In [1]:

```
:load KarpsDisplays KarpsDagDisplay
:extension OverloadedStrings
import Spark.Core.Dataset
import Spark.Core.Context
import Spark.Core.Functions
import Spark.Core.Column
import Spark.Core.ColumnFunctions
```

If you have worked with large Spark jobs, you know that workflows can become really large and convoluted. Karps provides some tools to decompose and organize workflows, but still retain the power of lazy execution and full-pipeline optimization.

As a simple example, we will compute the mean of a dataset containing integers. In practice, such an operation that involves computing the mean is just one step of a much larger pipeline. We will see how to build and vizualize such pipelines.
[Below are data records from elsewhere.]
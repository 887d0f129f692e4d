use std::fmt;
use std::str::FromStr;

use serde::{Deserialize, Deserializer, Serialize, Serializer};

use crate::error::ConfigError;

/// Placement of a component's parameters and per-call buffers.
///
/// Fixed at construction time. Only the CPU backend exists; accelerator
/// names are rejected when a configuration is built.
#[derive(Debug, Default, Clone, Copy, PartialEq, Eq)]
pub enum Device {
    #[default]
    Cpu,
}

impl Device {
    pub fn as_str(&self) -> &'static str {
        match self {
            Device::Cpu => "cpu",
        }
    }
}

impl fmt::Display for Device {
    fn fmt(&self, f: &mut fmt::Formatter<'_>) -> fmt::Result {
        f.write_str(self.as_str())
    }
}

impl FromStr for Device {
    type Err = ConfigError;

    fn from_str(s: &str) -> Result<Self, Self::Err> {
        match s.trim().to_ascii_lowercase().as_str() {
            "cpu" => Ok(Device::Cpu),
            _ => Err(ConfigError::UnsupportedDevice(s.to_string())),
        }
    }
}

impl Serialize for Device {
    fn serialize<S: Serializer>(&self, serializer: S) -> Result<S::Ok, S::Error> {
        serializer.serialize_str(self.as_str())
    }
}

impl<'de> Deserialize<'de> for Device {
    fn deserialize<D: Deserializer<'de>>(deserializer: D) -> Result<Self, D::Error> {
        let s = String::deserialize(deserializer)?;
        s.parse().map_err(serde::de::Error::custom)
    }
}

#[cfg(test)]
mod tests {
    use super::*;

    #[test]
    fn parses_cpu_case_insensitively() {
        assert_eq!("CPU".parse::<Device>().unwrap(), Device::Cpu);
        assert_eq!(Device::default().to_string(), "cpu");
    }

    #[test]
    fn rejects_accelerators() {
        assert!(matches!(
            "cuda:0".parse::<Device>(),
            Err(ConfigError::UnsupportedDevice(_))
        ));
    }
}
Like Spark, Karps comes with a built-in visualization tool to explore how data is being generated. For any `dataset`

or `observable`

, you can use the `showGraph`

command to see the graph of computations for this node. This graph is displayed thanks to the TensorBoard tool that comes with Google TensorFlow.

In [2]:

```
set = dataset ([1 ,2, 3, 4]::[Int]) @@ "initial_set"
myCount = count set
showGraph myCount
```

In [3]:

```
myMean :: Dataset Int -> LocalData Double
myMean ds' =
let s2 = asDouble (count ds') @@ "count"
c1 = asCol ds'
s1 = asDouble(sumCol c1) @@ "sum"
in (s2 / s1) @@ "mean"
```

Then we can use this function on a dataset:

In [4]:

```
let ds = dataset ([1,2,3] :: [Int]) @@ "data"
m = myMean ds
x = m + 1
```

In [5]:

```
showNameGraph x
```

In [6]:

```
let ds = dataset ([1 ,2, 3, 4]::[Int]) @@ "data"
let c = count ds
let c2 = (c + identity c) `logicalParents` [untyped ds] @@ "c2"
```

In [7]:

```
:t logicalParents
```

Here is the mean function, this time with some labels for logical parents.

In [8]:

```
myMean2 :: Dataset Int -> LocalData Int
myMean2 ds' =
let s2 = count ds' @@ "count"
c1 = asCol ds'
s1 = sumCol c1 @@ "sum"
-- Only one parent (ds')
-- Also, the name is NOT set. It will be set by the calling node.
in ((s1 + s2) `logicalParents` [untyped ds'])
```

In [9]:

```
ds = dataset ([1,2,3] :: [Int]) @@ "data"
m2 = (myMean2 ds) @@ "my_mean"
x2 = m2 + 1
```

In [10]:

```
showGraph x2
```

In [11]:

```
showGraph x2
```

Of course, this nesting can occur for arbitrary depths.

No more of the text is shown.